Der junge Arzt in der Notaufnahme wollte alles genau wissen, und ich erzählte ihm, dass ich zu dem Zeitpunkt unter Alkoholeinfluß stand.
Darauf hin wollte er alles ganz genau von mir wissen: wie oft und wann und wieviel ich trinke - und auf meine Antworten hin - bot er mir seine Hilfe und die Hilfe des Krankenhauses an.
Ich lag 2 Tage im Krankenhaus und hatte genug Zeit, um über alles nachzudenken.
Also nahm ich die erste Hilfestellung an und führte ein Gespräch mit dem Psychologen vor Ort.
Dann fasste ich den inneren Beschluß: Ich WILL mit dem trinken aufhören!
Der Psychologe gab mir einige Tips und Hilfen, welche Wege ich gehen kann.

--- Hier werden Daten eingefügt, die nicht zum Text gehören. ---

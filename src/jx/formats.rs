//! Output formats for parsed jx sources
//!
//! - [treeviz]: one line per node, for eyeballing a tree in a terminal
//! - [json] and [yaml]: the serde rendition of the [AstSnapshot](crate::jx::ast::AstSnapshot)
//! - [source]: the canonical pretty printer; its output parses back to a structurally equal tree
//!
//! Formats are looked up by name through the [FormatRegistry].

pub mod json;
pub mod registry;
pub mod source;
pub mod treeviz;
pub mod yaml;

pub use json::JsonFormatter;
pub use registry::{FormatError, FormatRegistry, Formatter};
pub use source::{markup_to_source, to_source, SourceFormatter};
pub use treeviz::{to_treeviz_str, TreevizFormatter};
pub use yaml::YamlFormatter;
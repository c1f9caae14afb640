//! Java expression grammar
//!
//! A precedence-climbing parser over [HostToken]s. Binding powers come from the ambiguity
//! table's operator rules, and every place where Java syntax collides with markup or with
//! itself asks the table which reading to build:
//!
//! - `<` in operand position opens nested markup, in operator position it compares
//! - `x -> ...` and `(a, b) -> ...` are lambdas, not names or parenthesized expressions
//! - `(Type) x` is a cast; `(Name) - x` is deferred and read as a binary expression
//!
//! The grammar stops at the first token that cannot continue the expression, so the `}` that
//! closes an embedded expression is left for the scanner.

use super::cursor::HostCursor;
use super::expression::{
    is_primitive_type, AssignmentOperator, BinaryOperator, Expression, ExpressionKind, LambdaBody,
    LambdaParameter, Literal, PostfixOperator, TypeRef, UnaryOperator,
};
use super::token::HostToken;
use super::{HostGrammar, HostParseError};
use crate::jx::ambiguity::{Associativity, Production};
use crate::jx::ast::diagnostics::{codes, Diagnostic};
use crate::jx::parsing::EmbedContext;

#[derive(Debug, Default, Clone, Copy)]
pub struct JavaExpressionGrammar;

impl HostGrammar for JavaExpressionGrammar {
    fn parse_expression(
        &self,
        cx: &mut EmbedContext<'_>,
        cursor: usize,
    ) -> Result<(Expression, usize), HostParseError> {
        let source = cx.source();
        let mut parser = ExpressionParser {
            cx,
            cursor: HostCursor::new(source, cursor),
        };
        let expression = parser.expression()?;
        Ok((expression, parser.cursor.pos()))
    }

    fn skip_trivia(&self, source: &str, cursor: usize) -> usize {
        HostCursor::new(source, cursor).next_token_start()
    }
}

/// Parse a type: dotted name, optional type arguments, array dimensions
pub fn parse_type(cursor: &mut HostCursor<'_>) -> Result<TypeRef, HostParseError> {
    if cursor.eat(&HostToken::Question).is_some() {
        return Ok(TypeRef::simple("?"));
    }
    let (mut name, _) = cursor
        .expect_identifier()
        .map_err(|_| cursor.error("expected type"))?;
    while cursor.at(&HostToken::Dot) && next_is_identifier(cursor, 1) {
        cursor.bump();
        let (part, _) = cursor.expect_identifier()?;
        name.push('.');
        name.push_str(&part);
    }

    let mut arguments = Vec::new();
    if cursor.eat(&HostToken::Lt).is_some() && cursor.eat(&HostToken::Gt).is_none() {
        loop {
            arguments.push(parse_type(cursor)?);
            if cursor.eat(&HostToken::Comma).is_none() {
                break;
            }
        }
        cursor.expect(&HostToken::Gt, "`>` after type arguments")?;
    }

    let mut dimensions = 0;
    while cursor.at(&HostToken::LBracket)
        && cursor.peek_nth(1).is_some_and(|next| next.is(&HostToken::RBracket))
    {
        cursor.bump();
        cursor.bump();
        dimensions += 1;
    }

    Ok(TypeRef {
        name,
        arguments,
        dimensions,
    })
}

fn next_is_identifier(cursor: &HostCursor<'_>, n: usize) -> bool {
    matches!(
        cursor.peek_nth(n).and_then(|lexed| lexed.token),
        Some(HostToken::Identifier(_))
    )
}

#[derive(Debug, Clone, Copy)]
enum Infix {
    Binary(BinaryOperator),
    Assign(AssignmentOperator),
    Conditional,
    InstanceOf,
}

impl Infix {
    fn symbol(&self) -> &'static str {
        match self {
            Infix::Binary(op) => op.symbol(),
            Infix::Assign(op) => op.symbol(),
            Infix::Conditional => "?",
            Infix::InstanceOf => "instanceof",
        }
    }
}

struct ExpressionParser<'c, 'a> {
    cx: &'c mut EmbedContext<'a>,
    cursor: HostCursor<'a>,
}

type ParseResult<T> = Result<T, HostParseError>;
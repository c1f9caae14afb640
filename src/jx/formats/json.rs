//! JSON rendition of the tree snapshot

use super::registry::{FormatError, Formatter};
use crate::jx::ast::{snapshot_from_source_file, SourceFile};

pub struct JsonFormatter;

impl Formatter for JsonFormatter {
    fn name(&self) -> &str {
        "json"
    }

    fn serialize(&self, file: &SourceFile) -> Result<String, FormatError> {
        serde_json::to_string_pretty(&snapshot_from_source_file(file))
            .map_err(|err| FormatError::SerializationError(err.to_string()))
    }

    fn description(&self) -> &str {
        "Location-free tree snapshot as JSON"
    }
}

#[cfg(test)]
mod tests {
    use super::*;
    use crate::jx::ast::AstSnapshot;
    use crate::jx::parsing::parse_source;

    #[test]
    fn test_json_reads_back_as_snapshot() {
        let file = parse_source("M() { <a href=\"#\">x</a> }").unwrap().value;
        let json = JsonFormatter.serialize(&file).unwrap();
        let snapshot: AstSnapshot = serde_json::from_str(&json).unwrap();
        assert_eq!(snapshot, snapshot_from_source_file(&file));
        assert!(json.contains("\"node_type\": \"Element\""));
    }
}
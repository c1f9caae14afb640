//! Node types of the jx tree
//!
//!     - [module]: source file, package/import declarations, module declaration
//!     - [markup]: the element-or-fragment sum type and fragments
//!     - [element]: elements, tag names and how an element was closed
//!     - [attribute]: named and spread attributes and their values
//!     - [child]: everything that can appear between an open and close tag

pub mod attribute;
pub mod child;
pub mod element;
pub mod markup;
pub mod module;

pub use attribute::{
    Attribute, AttributeName, AttributeNameKind, AttributeValue, NamedAttribute, StringValue,
};
pub use child::{
    Child, Comment, Doctype, EmbeddedExpression, Entity, ErroneousEndTag, ErrorNode, RawText, Text,
};
pub use element::{Closing, Element, TagName, TagNameKind};
pub use markup::{Fragment, Markup};
pub use module::{
    FormalParameter, ImportDeclaration, ModuleDeclaration, PackageDeclaration, SourceFile,
};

Unter anderem führte mich dieser Weg in die Beratungsstelle ... ich hab es allerdings tatsächlich geschafft, auch ohne Entgiftung von heute auf morgen aufzuhören.
Ich bin da viel spazieren gegangen, hab in der Natur Kraft getankt und mir ein Buch über Alkoholabhängigkeit besorgt, in welchem ich zu lesen begann.
So begann alles.
Auf Anraten der Beratungsstelle und auch auf meinen eigenen Wunsch bin ich dann viel später, da war ich vielleicht schon 4 Monate trocken, noch in die Klinik und habe da eine Langzeittherapie gemacht.
Hab diesen Schritt nie bereut - denn ich konnte da unglaublich viel für mein weitere, bis zum heutigen Tage "trockenes Leben" mitnehmen.
Wenn du Fragen hast, frag ruhig.
Das ist mir bis jetzt dazu eingefallen.